Is wind energy the solution to America’s energy crisis? The NYT leads off its business section with a profile on wind power, the alternative energy source that is attracting hundreds of millions of dollars from eco-friendly investors. But “the dirty secret of clean energy is that while generating it is getting easier, moving it to market is not,” the paper points out. It illustrates this with the sputtering $320 million Maple Ridge Wind Farm in upstate New York, a power generator that isn’t entirely compatible with the region’s creaking electric grid.

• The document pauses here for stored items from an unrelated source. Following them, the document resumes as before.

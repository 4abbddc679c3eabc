//! DMS Core
//!
//! Request-processing core of a schema-driven document API.
//!
//! An ApiSchema describes every resource: its JSON shape, identity fields,
//! references to other resources and equality constraints. From it this
//! library validates and normalizes incoming documents, derives
//! deterministic identities and referential ids, orders resources by their
//! dependencies, and runs CRUD requests through step pipelines against an
//! external [`DocumentStore`].
//!
//! # Example
//!
//! ```
//! use dms_core::{compute_referential_id, BaseResourceInfo, DocumentIdentity, DocumentIdentityElement};
//!
//! let school = BaseResourceInfo::new("Ed-Fi", "School", false);
//! let identity = DocumentIdentity::new(vec![DocumentIdentityElement::new("$.schoolId", "255901")]);
//!
//! // Same resource, same identity: same id, on every run and every machine.
//! assert_eq!(
//!     compute_referential_id(&school, &identity),
//!     compute_referential_id(&school, &identity)
//! );
//! ```
//!
//! # Request flow
//!
//! | Method | Steps |
//! |--------|-------|
//! | POST | path, body, reject `id`, coerce, validate, equality, resource info, document info, upsert |
//! | PUT | path, body, coerce, validate, matching ids, equality, resource info, document info, update |
//! | GET | path, resource info, get by id; or path, query, resource info, query |
//! | DELETE | path, resource info, delete by id |

mod api_schema;
mod backend;
mod coercion;
mod compiled_cache;
mod config;
mod dependency;
mod equality;
mod error;
mod extraction;
mod identity;
mod json_path;
mod linter;
mod loader;
pub mod pipeline;
mod provider;
mod resource_schema;
mod service;
mod types;
mod validator;

pub use api_schema::{ApiSchemaDocument, ProjectSchema};
pub use backend::{
    DeleteRequest, DeleteResult, DocumentStore, GetRequest, GetResult, PaginationParameters,
    QueryElement, QueryHandler, QueryRequest, QueryResult, UpdateRequest, UpdateResult,
    UpsertRequest, UpsertResult,
};
pub use coercion::coerce_from_strings;
pub use compiled_cache::{CacheKey, CompiledSchema, CompiledSchemaCache};
pub use config::CoreConfig;
pub use dependency::{
    build_dependency_graph, calculate_dependencies, order_resources, DependencyGraph,
    ResourceDependency, DEPENDENCY_OPERATIONS,
};
pub use equality::validate_equality_constraints;
pub use error::{
    ApiSchemaError, ConfigError, DependencyError, ExtractionError, LoadError, SchemaError,
};
pub use extraction::{
    extract_descriptor_references, extract_document_info, extract_document_references,
    DescriptorReference, DocumentInfo, DocumentReference,
};
pub use identity::{
    compute_document_identity, compute_referential_id, compute_superclass_identity,
    descriptor_identity, referential_id_name, DocumentIdentity, DocumentIdentityElement,
    ReferentialId, SuperclassIdentity, DESCRIPTOR_IDENTITY_PATH, REFERENTIAL_ID_NAMESPACE,
    SCHOOL_YEAR_IDENTITY_PATH,
};
pub use json_path::JsonPath;
pub use linter::{lint, lint_file, Diagnostic, FileResult, FileStatus, LintResult, Severity};
pub use loader::{is_url, load_json, load_json_auto, load_json_str};
#[cfg(feature = "remote")]
pub use loader::load_json_url;
pub use pipeline::{FrontendRequest, FrontendResponse};
pub use provider::{ApiSchemaProvider, SchemaGeneration};
pub use resource_schema::{
    DecimalValidationInfo, DocumentPath, EqualityConstraint, QueryFieldPath, ReferenceJsonPaths,
    ResourceSchema, Superclass,
};
pub use service::ApiService;
pub use types::{
    json_type_name, BaseResourceInfo, DocumentUuid, RequestMethod, ResourceInfo, TraceId,
};
pub use validator::{
    decimal_bound, merge_errors, to_schema_errors, validate_decimals, validate_document,
    DocumentValidation, PruneReport, ValidationErrors, TRIMMABLE_FIELDS,
};
//! Document identity, referential ids and superclass identity aliasing.
//!
//! A referential id is a UUID v5 over `{projectName}{resourceName}` followed
//! by the identity elements rendered as `$path=value` and joined with `#`.
//! Stores resolve cross-document references by this id, so the string
//! construction and namespace must stay bit-for-bit stable.

use std::fmt;

use serde::{Deserialize, Serialize};
use serde_json::Value;
use uuid::Uuid;

use crate::error::ExtractionError;
use crate::json_path::JsonPath;
use crate::resource_schema::ResourceSchema;
use crate::types::{json_type_name, BaseResourceInfo};

/// Namespace for every referential id.
pub const REFERENTIAL_ID_NAMESPACE: Uuid = Uuid::from_u128(0xedf1edf1_3df1_3df1_3df1_3df1edf1edf1);

/// Synthetic identity path of every descriptor.
pub const DESCRIPTOR_IDENTITY_PATH: &str = "$.descriptor";

/// Identity path of the school year enumeration.
pub const SCHOOL_YEAR_IDENTITY_PATH: &str = "$.schoolYear";

/// One (path, value) pair of a document identity.
#[derive(Debug, Clone, PartialEq, Eq, Hash, Serialize, Deserialize)]
#[serde(rename_all = "camelCase")]
pub struct DocumentIdentityElement {
    pub identity_json_path: JsonPath,
    pub identity_value: String,
}

impl DocumentIdentityElement {
    pub fn new(path: impl Into<JsonPath>, value: impl Into<String>) -> Self {
        Self {
            identity_json_path: path.into(),
            identity_value: value.into(),
        }
    }
}

/// Ordered identity of a document. Order is significant for hashing.
#[derive(Debug, Clone, PartialEq, Eq, Hash, Serialize, Deserialize)]
#[serde(transparent)]
pub struct DocumentIdentity(Vec<DocumentIdentityElement>);

impl DocumentIdentity {
    pub fn new(elements: Vec<DocumentIdentityElement>) -> Self {
        DocumentIdentity(elements)
    }

    pub fn elements(&self) -> &[DocumentIdentityElement] {
        &self.0
    }

    pub fn is_empty(&self) -> bool {
        self.0.is_empty()
    }

    /// The same identity with the first element's path replaced.
    ///
    /// Subclass identities have a single element naming the subclass field
    /// (`$.schoolId`); the superclass names the same value differently
    /// (`$.educationOrganizationId`).
    pub fn with_first_path_renamed(&self, path: &JsonPath) -> Self {
        let mut elements = self.0.clone();
        if let Some(first) = elements.first_mut() {
            first.identity_json_path = path.clone();
        }
        DocumentIdentity(elements)
    }
}

/// Deterministic id of a document derived from its resource and identity.
#[derive(Debug, Clone, Copy, PartialEq, Eq, Hash, Serialize, Deserialize)]
#[serde(transparent)]
pub struct ReferentialId(pub Uuid);

impl fmt::Display for ReferentialId {
    fn fmt(&self, f: &mut fmt::Formatter<'_>) -> fmt::Result {
        write!(f, "{}", self.0.hyphenated())
    }
}

/// Identity of a subclass document re-expressed against its superclass.
#[derive(Debug, Clone, PartialEq, Eq, Serialize, Deserialize)]
#[serde(rename_all = "camelCase")]
pub struct SuperclassIdentity {
    pub resource_info: BaseResourceInfo,
    pub document_identity: DocumentIdentity,
    pub referential_id: ReferentialId,
}

/// Render an identity value as text: strings verbatim, numbers and booleans
/// in their JSON spelling.
pub(crate) fn identity_value_text(path: &JsonPath, value: &Value) -> Result<String, ExtractionError> {
    match value {
        Value::String(s) => Ok(s.clone()),
        Value::Number(n) => Ok(n.to_string()),
        Value::Bool(b) => Ok(b.to_string()),
        other => Err(ExtractionError::UnsupportedIdentityValue {
            path: path.to_string(),
            actual: json_type_name(other).to_string(),
        }),
    }
}

/// Identity of a descriptor: the single pair (`$.descriptor`, `namespace#codeValue`).
pub fn descriptor_identity(document: &Value) -> Result<DocumentIdentity, ExtractionError> {
    let field = |name: &str| -> Result<String, ExtractionError> {
        let path = JsonPath::new(format!("$.{}", name));
        match document.get(name) {
            Some(Value::String(s)) => Ok(s.clone()),
            Some(other) => identity_value_text(&path, other),
            None => Err(ExtractionError::MissingIdentityValue {
                path: path.to_string(),
            }),
        }
    };
    let namespace = field("namespace")?;
    let code_value = field("codeValue")?;
    Ok(DocumentIdentity(vec![DocumentIdentityElement::new(
        DESCRIPTOR_IDENTITY_PATH,
        format!("{}#{}", namespace, code_value),
    )]))
}

/// Identity of a document of `schema`, in schema-declared path order.
///
/// # Errors
///
/// Returns `ExtractionError::MissingIdentityValue` when an identity path
/// selects nothing.
pub fn compute_document_identity(
    schema: &ResourceSchema,
    document: &Value,
) -> Result<DocumentIdentity, ExtractionError> {
    if schema.is_descriptor {
        return descriptor_identity(document);
    }

    if schema.is_school_year_enumeration {
        let path = JsonPath::from(SCHOOL_YEAR_IDENTITY_PATH);
        let value = path
            .select_first(document)
            .ok_or_else(|| ExtractionError::MissingIdentityValue {
                path: path.to_string(),
            })?;
        let text = identity_value_text(&path, value)?;
        return Ok(DocumentIdentity(vec![DocumentIdentityElement::new(path, text)]));
    }

    schema
        .identity_json_paths
        .iter()
        .map(|path| {
            let value =
                path.select_first(document)
                    .ok_or_else(|| ExtractionError::MissingIdentityValue {
                        path: path.to_string(),
                    })?;
            Ok(DocumentIdentityElement {
                identity_json_path: path.clone(),
                identity_value: identity_value_text(path, value)?,
            })
        })
        .collect::<Result<Vec<_>, _>>()
        .map(DocumentIdentity)
}

/// The exact string hashed into a referential id.
pub fn referential_id_name(resource: &BaseResourceInfo, identity: &DocumentIdentity) -> String {
    let elements = identity
        .elements()
        .iter()
        .map(|e| format!("${}={}", e.identity_json_path, e.identity_value))
        .collect::<Vec<_>>()
        .join("#");
    format!("{}{}{}", resource.project_name, resource.resource_name, elements)
}

/// UUID v5 of `referential_id_name` under `REFERENTIAL_ID_NAMESPACE`.
pub fn compute_referential_id(resource: &BaseResourceInfo, identity: &DocumentIdentity) -> ReferentialId {
    let name = referential_id_name(resource, identity);
    ReferentialId(Uuid::new_v5(&REFERENTIAL_ID_NAMESPACE, name.as_bytes()))
}

/// Superclass identity of a subclass document; `None` for other resources.
///
/// Associations share their identity with the superclass unchanged. Other
/// subclasses rename their identity field to the superclass's.
pub fn compute_superclass_identity(
    schema: &ResourceSchema,
    identity: &DocumentIdentity,
) -> Option<SuperclassIdentity> {
    let superclass = schema.superclass.as_ref()?;

    let document_identity = if superclass.subclass_type == "association" {
        identity.clone()
    } else {
        identity.with_first_path_renamed(&superclass.identity_json_path)
    };
    let referential_id = compute_referential_id(&superclass.resource_info, &document_identity);

    Some(SuperclassIdentity {
        resource_info: superclass.resource_info.clone(),
        document_identity,
        referential_id,
    })
}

What will it take to get wind-generated power to homes and businesses? “We need an interstate transmission superhighway system,” Suedeen G. Kelly of the Federal Energy Regulatory Commission suggests. No word on how much that will cost.

The Associated Press points out another nagging drawback of wind power: “How do you turn on the lights when the wind isn’t blowing?” Enter energy expert and inventor Michael Nakhamkin. Nakhamkin announced a $20 million partnership Tuesday with New Jersey’s largest electric utility, PSE&G, “to develop devices that compress air to store power, unlocking potential electricity production from wind turbines and solar cells,” Bloomberg reports. The effect is to store energy underground in the form of pressurized air during low-peak hours, Bloomberg explains. “When electricity demand rises, the trapped air is released to turn a power turbine.”

Don’t mess with Barbie. Mattel, maker of the iconic plastic blonde, on Tuesday won a bruising, four-year-long copyright-infringement case against rival doll maker MGA for its Bratz line, the Guardian reports. According to the newspaper, it was a victory for “the wholesome Barbie doll against the urban Bratz range.” Mattel was awarded $100 million by a California judge—”a way low” sum, says the WSJ’s law blog—which comes in $1.9 billion below what Mattel was initially seeking. And what was the decisive piece of evidence? Ken’s boots.